Distributors in constant search of new customers can try to take wing in the aviation industry.


The air travel industry witnessed healthy growth during the 1990s, fueled by an increase in passenger volume, coupled with a booming economy. The tragic events of September 11, 2001, all but grounded air transportation in the U.S., as terrorism fears, a depressed economy and news about the war halted plans for many would-be travelers, which reduced air traffic to pre-1996 levels.

U.S. air travel was soaring at a rapid pace until 2001, according to the U.S. Department of Labor. The industry witnessed air travel expand from 172 million passengers in the 1970s to more than a whopping 642 million in 2003. Air travel still remains one of the most popular modes of transportation, and passenger volume is on the rise again.
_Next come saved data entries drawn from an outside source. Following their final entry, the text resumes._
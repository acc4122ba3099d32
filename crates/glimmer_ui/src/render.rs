//! Draw commands for one frame of the trail.

use glimmer_shared::{BlendMode, Color, Vec2};

/// A single primitive for the surface.
#[derive(Debug, Clone, PartialEq)]
pub enum DrawCommand {
    /// Filled, blurred disc.
    Disc {
        /// Centre (px).
        center: Vec2,
        /// Radius (px).
        radius: f32,
        /// Fill colour; alpha already includes the particle's fade.
        color: Color,
        /// Shadow blur radius, tinted with `color`.
        blur: f32,
    },
    /// Straight stroke.
    Line {
        /// Start point (px).
        from: Vec2,
        /// End point (px).
        to: Vec2,
        /// Stroke colour; alpha already includes the link's fade.
        color: Color,
        /// Stroke width (px).
        width: f32,
    },
}

/// All commands for one frame, in draw order.
#[derive(Debug, Clone, PartialEq)]
pub struct DrawBatch {
    /// Commands in this batch.
    pub commands: Vec<DrawCommand>,
    /// How the batch composites onto the page.
    pub blend: BlendMode,
}

impl DrawBatch {
    /// Creates an empty batch with room for `capacity` commands.
    #[must_use]
    pub fn with_capacity(capacity: usize, blend: BlendMode) -> Self {
        Self {
            commands: Vec::with_capacity(capacity),
            blend,
        }
    }

    /// Drops all commands, keeping the allocation.
    pub fn clear(&mut self) {
        self.commands.clear();
    }

    /// Adds a command.
    pub fn push(&mut self, command: DrawCommand) {
        self.commands.push(command);
    }

    /// Total command count.
    #[must_use]
    pub fn len(&self) -> usize {
        self.commands.len()
    }

    /// No commands?
    #[must_use]
    pub fn is_empty(&self) -> bool {
        self.commands.is_empty()
    }

    /// Number of disc commands.
    #[must_use]
    pub fn disc_count(&self) -> usize {
        self.commands
            .iter()
            .filter(|c| matches!(c, DrawCommand::Disc { .. }))
            .count()
    }

    /// Number of line commands.
    #[must_use]
    pub fn line_count(&self) -> usize {
        self.len() - self.disc_count()
    }
}

impl Default for DrawBatch {
    fn default() -> Self {
        Self::with_capacity(0, BlendMode::default())
    }
}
Aircraft mechanics service, inspect and repair planes. While they may work on several different types of aircraft—jet transports, small propeller-driven airplanes or helicopters—technicians typically specialize in a particular area. Many aircraft mechanics—also known as airframe (body) mechanics, power plant (engine) mechanics and avionics (navigation, communication and electronic components) technicians—specialize in preventive maintenance.

In small, independent repair shops, aviation mechanics usually inspect and repair a myriad of aircraft. This can include the repair of engines, landing gear, instruments, pressurized sections and accessories, such as brakes, valves, pumps and air-conditioning systems.

The Federal Aviation Administration (FAA) requires that mechanics follow a rigid maintenance schedule based on the number of hours an aircraft has flown, calendar days, cycles of operation—or a combination of these factors.

Employers prefer techs who have graduated from aircraft mechanic trade schools, particularly those who have earned certification or gained experience by serving in the military, according to the U.S. Department of Labor. Aircraft mechanics who specialize in airframe or power plant components must be certified by the FAA, which requires 18 months of professional experience—or the completion of a program at one of the 170 FAA-certified mechanic schools around the nation. Most FAA-certified schools issue two and four-year degrees in avionics, aviation technology and aviation maintenance management.

The FAA’s strict standards mandate certified mechanical schools to offer students a minimum of 1,900 class hours. Coursework normally lasts from 18 to 24 months and offers training with the tools and equipment used on the job. According to the FAA, schools now put more emphasis on technologies, such as turbine engines, aviation electronics and composite materials, which can include graphite, fiberglass and boron.

Unlike other segments in the mechanical industry, aircraft mechanics are required to keep up-to-date on the latest technology, improvements and changes in aircraft and associated systems. Without certification, “You can only work when supervised by someone who does have a certificate,” according to the FAA. “You could not approve equipment for return to service.”

To obtain certification, the FAA requires mechanics to take an oral and practical test that covers 43 technical subjects and takes about 8 hours to complete. More than half of the 142,000 jobs in aircraft and avionics mechanics are in air transportation companies.

An estimated 18 percent of aviation technicians work for the federal government, while 14 percent work for aerospace products and parts manufacturing firms. The remaining population works for companies that operate their own planes to transport executives or cargo. The industry has very few self-employed technicians.

Most airline mechanics and service techs work at major airports located in large metro cities. Civilian mechanics employed by the U.S. Armed Forces work at military installations, according to the National Business Aviation Association.